impl CatalogState {
    pub fn new(api: Arc<dyn FindlyApi>, session: Session, page_size: u32) -> Self {
        CatalogState {
            view: Arc::new(Mutex::new(CatalogView::new(page_size))),
            api,
            session,
            in_flight: InFlight::new(),
        }
    }

    /// Executes a function with read access to the view.
    pub fn with_view<F, R>(&self, f: F) -> R
    where
        F: FnOnce(&CatalogView) -> R,
    {
        f(&lock(&self.view))
    }

    /// Owned copy of the view, e.g. for rendering.
    pub fn snapshot(&self) -> CatalogView {
        self.with_view(|view| view.clone())
    }

    fn with_view_mut<F, R>(&self, f: F) -> R
    where
        F: FnOnce(&mut CatalogView) -> R,
    {
        f(&mut lock(&self.view))
    }

    // =========================================================================
    // LIST: reference data and paging
    // =========================================================================

    /// Loads publishers, then covers, then the first page of books.
    pub async fn load_reference_data(&self) {
        let publishers = match self.api.publishers().await {
            Ok(publishers) => publishers,
            Err(e) => return self.fail("Loading publishers", e.into()),
        };
        let covers = match self.api.covers().await {
            Ok(covers) => covers,
            Err(e) => return self.fail("Loading covers", e.into()),
        };

        debug!(publishers = publishers.len(), covers = covers.len(), "Reference data loaded");
        self.with_view_mut(|view| {
            view.publishers = publishers;
            view.covers = covers;
        });

        self.refresh().await;
    }

    pub async fn set_title(&self, title: impl Into<String>) {
        let title = title.into();
        self.with_view_mut(|view| view.filters.title = title);
        self.refresh().await;
    }

    pub async fn set_author(&self, author: impl Into<String>) {
        let author = author.into();
        self.with_view_mut(|view| view.filters.author = author);
        self.refresh().await;
    }

    pub async fn set_publisher(&self, publisher_id: Option<String>) {
        self.with_view_mut(|view| view.filters.publisher_id = publisher_id);
        self.refresh().await;
    }

    pub async fn set_cover(&self, cover_id: Option<String>) {
        self.with_view_mut(|view| view.filters.cover_id = cover_id);
        self.refresh().await;
    }

    pub async fn set_available_only(&self, available_only: bool) {
        self.with_view_mut(|view| view.filters.available_only = available_only);
        self.refresh().await;
    }

    /// Drops the current results and fetches page 1 with the current filters.
    pub async fn refresh(&self) {
        self.fetch_page(true).await;
    }

    /// Appends the next page unless a fetch is running or the end was reached.
    pub async fn load_next_page(&self) {
        self.fetch_page(false).await;
    }

    /// True when the item at `index` is close enough to the end of the list
    /// that the next page should be requested.
    pub fn near_end(&self, index: usize) -> bool {
        self.with_view(|view| {
            !view.is_loading
                && !view.is_last_page
                && index.saturating_add(NEAR_END_THRESHOLD) >= view.books.len()
        })
    }

    async fn fetch_page(&self, reset: bool) {
        let prepared = self.with_view_mut(|view| {
            if reset {
                view.generation += 1;
                view.next_page = FIRST_PAGE;
                view.is_last_page = false;
                view.books.clear();
                view.error = None;
            } else if view.is_loading || view.is_last_page {
                return None;
            }

            match view.query() {
                Ok(query) => {
                    view.is_loading = true;
                    Some((query, view.generation))
                }
                Err(e) => {
                    view.is_loading = false;
                    view.error = Some(e);
                    None
                }
            }
        });

        let Some((query, generation)) = prepared else {
            return;
        };

        debug!(page = query.page_number, reset, "Fetching books");
        let result = self.api.search_books(&query).await;

        self.with_view_mut(|view| {
            if view.generation != generation {
                debug!(page = query.page_number, "Dropping superseded page");
                return;
            }
            view.is_loading = false;

            match result {
                Ok(books) if books.is_empty() => {
                    debug!(page = query.page_number, "Empty page, end of results");
                    view.is_last_page = true;
                }
                Ok(books) => {
                    debug!(page = query.page_number, count = books.len(), "Page loaded");
                    view.books.extend(books);
                    view.next_page += 1;
                }
                Err(e) if reset => view.error = Some(e.into()),
                Err(e) => warn!(page = query.page_number, error = %e, "Next page failed"),
            }
        });
    }

    // =========================================================================
    // DETAILS: offers of one book
    // =========================================================================

    pub async fn open_book(&self, book: Book) {
        let book_id = book.id.clone();
        self.with_view_mut(|view| {
            view.screen = CatalogScreen::Details;
            view.selected_book = Some(book);
            view.replace_offers(Vec::new());
        });
        self.load_offers(&book_id).await;
    }

    pub fn close_book(&self) {
        self.with_view_mut(|view| {
            view.screen = CatalogScreen::List;
            view.selected_book = None;
            view.replace_offers(Vec::new());
            view.offers_loading = false;
            view.price_prompt = None;
        });
    }

    /// Flips the price order and re-sorts the loaded offers.
    pub fn toggle_sort_order(&self) {
        self.with_view_mut(|view| {
            view.price_order = view.price_order.toggled();
            let order = view.price_order;
            order.sort(&mut view.offers);
        });
    }

    async fn load_offers(&self, book_id: &str) {
        self.with_view_mut(|view| view.offers_loading = true);
        let result = self.api.offers_for_book(book_id).await;

        self.with_view_mut(|view| {
            let still_selected = view
                .selected_book
                .as_ref()
                .is_some_and(|book| book.id == book_id);
            if !still_selected {
                return;
            }
            view.offers_loading = false;

            match result {
                Ok(mut offers) => {
                    view.price_order.sort(&mut offers);
                    debug!(book_id, count = offers.len(), "Offers loaded");
                    view.replace_offers(offers);
                }
                Err(e) => {
                    warn!(book_id, error = %e, "Loading offers failed");
                    view.error = Some(e.into());
                }
            }
        });
    }

    // =========================================================================
    // Favorites and price alerts
    // =========================================================================

    /// Flips `is_liked` now, then asks the server.
    pub async fn toggle_favorite(&self, offer_id: &str) -> MutationOutcome {
        if !self.require_session() {
            return MutationOutcome::AuthRequired;
        }
        let Some(_guard) = self.in_flight.try_begin(offer_id) else {
            debug!(offer_id, "Favorite toggle already in flight");
            return MutationOutcome::Skipped;
        };

        self.flip_favorite(offer_id).await
    }

    /// Bell tap on an offer.
    ///
    /// Alert set: optimistic unset. Alert not set: like the offer if needed,
    /// then open the price prompt. A failed like is rolled back and reported
    /// on the view, but the prompt still opens while the session lasts.
    pub async fn bell(&self, offer_id: &str) -> MutationOutcome {
        if !self.require_session() {
            return MutationOutcome::AuthRequired;
        }
        let Some(_guard) = self.in_flight.try_begin(offer_id) else {
            debug!(offer_id, "Bell ignored, offer busy");
            return MutationOutcome::Skipped;
        };

        let found = self.with_view(|view| {
            view.offer(offer_id)
                .map(|offer| (offer.clone(), view.offers_generation))
        });
        let Some((offer, offers_generation)) = found else {
            return self.not_found(offer_id);
        };

        if offer.is_price_set {
            return self.unset_price_alert(offer, offers_generation).await;
        }

        if !offer.is_liked {
            let outcome = self.flip_favorite(offer_id).await;
            if outcome == MutationOutcome::Invalid || !self.session.is_authenticated() {
                return outcome;
            }
        }

        self.with_view_mut(|view| view.price_prompt = Some(offer_id.to_string()));
        MutationOutcome::PromptOpened
    }

    /// Submits the threshold typed into the price prompt.
    pub async fn confirm_price_input(&self, input: &str) -> MutationOutcome {
        match parse_price_input(input) {
            Ok(price) => self.confirm_price_alert(price).await,
            Err(e) => {
                self.with_view_mut(|view| view.error = Some(e.into()));
                MutationOutcome::Invalid
            }
        }
    }

    /// Closes the prompt and sets the alert, optimistically marking the offer
    /// liked and alerted.
    pub async fn confirm_price_alert(&self, price: Money) -> MutationOutcome {
        let Some(offer_id) = self.with_view(|view| view.price_prompt.clone()) else {
            self.with_view_mut(|view| view.error = Some(CoreError::NoPendingPriceAlert.into()));
            return MutationOutcome::Invalid;
        };
        if let Err(e) = validate_alert_price(price) {
            self.with_view_mut(|view| view.error = Some(e.into()));
            return MutationOutcome::Invalid;
        }
        if !self.require_session() {
            return MutationOutcome::AuthRequired;
        }
        let Some(_guard) = self.in_flight.try_begin(&offer_id) else {
            return MutationOutcome::Skipped;
        };

        let original = self.with_view_mut(|view| {
            view.price_prompt = None;
            let offers_generation = view.offers_generation;
            let offer = view.offer_mut(&offer_id)?;
            let original = offer.clone();
            offer.is_price_set = true;
            offer.is_liked = true;
            Some((original, offers_generation))
        });
        let Some((original, offers_generation)) = original else {
            return self.not_found(&offer_id);
        };

        let request = AddPriceRequest {
            offer_id: offer_id.clone(),
            price,
        };
        match self.api.add_price_alert(&request).await {
            Ok(_) => {
                info!(offer_id = %offer_id, %price, "Price alert set");
                MutationOutcome::Committed
            }
            Err(e) => self.roll_back(original, offers_generation, e.into()),
        }
    }

    pub fn dismiss_price_prompt(&self) {
        self.with_view_mut(|view| view.price_prompt = None);
    }

    pub fn dismiss_auth_prompt(&self) {
        self.with_view_mut(|view| view.show_auth_prompt = false);
    }

    pub fn clear_error(&self) {
        self.with_view_mut(|view| view.error = None);
    }

    /// Reacts to login/logout published by the session.
    pub async fn on_session_changed(&self, logged_in: bool) {
        if !logged_in {
            self.with_view_mut(|view| {
                view.clear_user_flags();
                view.show_auth_prompt = false;
            });
            return;
        }

        // Flags are per user; refetch them for the open book.
        let open_book = self.with_view_mut(|view| {
            view.show_auth_prompt = false;
            view.selected_book.as_ref().map(|book| book.id.clone())
        });
        if let Some(book_id) = open_book {
            self.load_offers(&book_id).await;
        }
    }

    // =========================================================================
    // Internals
    // =========================================================================

    fn require_session(&self) -> bool {
        if self.session.is_authenticated() {
            return true;
        }
        debug!("Session required, raising auth prompt");
        self.with_view_mut(|view| view.show_auth_prompt = true);
        false
    }

    /// Favorite toggle without the session and in-flight checks.
    async fn flip_favorite(&self, offer_id: &str) -> MutationOutcome {
        let original = self.with_view_mut(|view| {
            let offers_generation = view.offers_generation;
            let offer = view.offer_mut(offer_id)?;
            let original = offer.clone();
            offer.is_liked = !offer.is_liked;
            Some((original, offers_generation))
        });
        let Some((original, offers_generation)) = original else {
            return self.not_found(offer_id);
        };

        let result = if original.is_liked {
            self.api.remove_favorite(offer_id).await
        } else {
            self.api.add_favorite(offer_id).await
        };

        match result {
            Ok(_) => {
                debug!(offer_id, liked = !original.is_liked, "Favorite toggled");
                MutationOutcome::Committed
            }
            Err(e) => self.roll_back(original, offers_generation, e.into()),
        }
    }

    async fn unset_price_alert(&self, offer: Offer, offers_generation: u64) -> MutationOutcome {
        self.with_view_mut(|view| {
            if let Some(slot) = view.offer_mut(&offer.id) {
                slot.is_price_set = false;
            }
        });

        match self.api.remove_price_alert(&offer.id).await {
            Ok(_) => {
                info!(offer_id = %offer.id, "Price alert removed");
                MutationOutcome::Committed
            }
            Err(e) => self.roll_back(offer, offers_generation, e.into()),
        }
    }

    fn roll_back(
        &self,
        mut original: Offer,
        offers_generation: u64,
        error: UiError,
    ) -> MutationOutcome {
        warn!(offer_id = %original.id, error = %error, "Rolling back offer");
        // A 401 may have ended the session meanwhile; never restore user flags then.
        if !self.session.is_authenticated() {
            original.is_liked = false;
            original.is_price_set = false;
        }
        self.with_view_mut(|view| {
            view.restore_offer(original, offers_generation);
            view.error = Some(error);
        });
        MutationOutcome::RolledBack
    }

    fn not_found(&self, offer_id: &str) -> MutationOutcome {
        self.with_view_mut(|view| {
            view.error = Some(CoreError::OfferNotFound(offer_id.to_string()).into())
        });
        MutationOutcome::Invalid
    }

    fn fail(&self, what: &str, error: UiError) {
        warn!(error = %error, "{} failed", what);
        self.with_view_mut(|view| view.error = Some(error));
    }
}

────────────────────

▶ What this task involves
Using the material, count the lines where the word "results" appears. Give the number by itself.

▶ Result for this task
2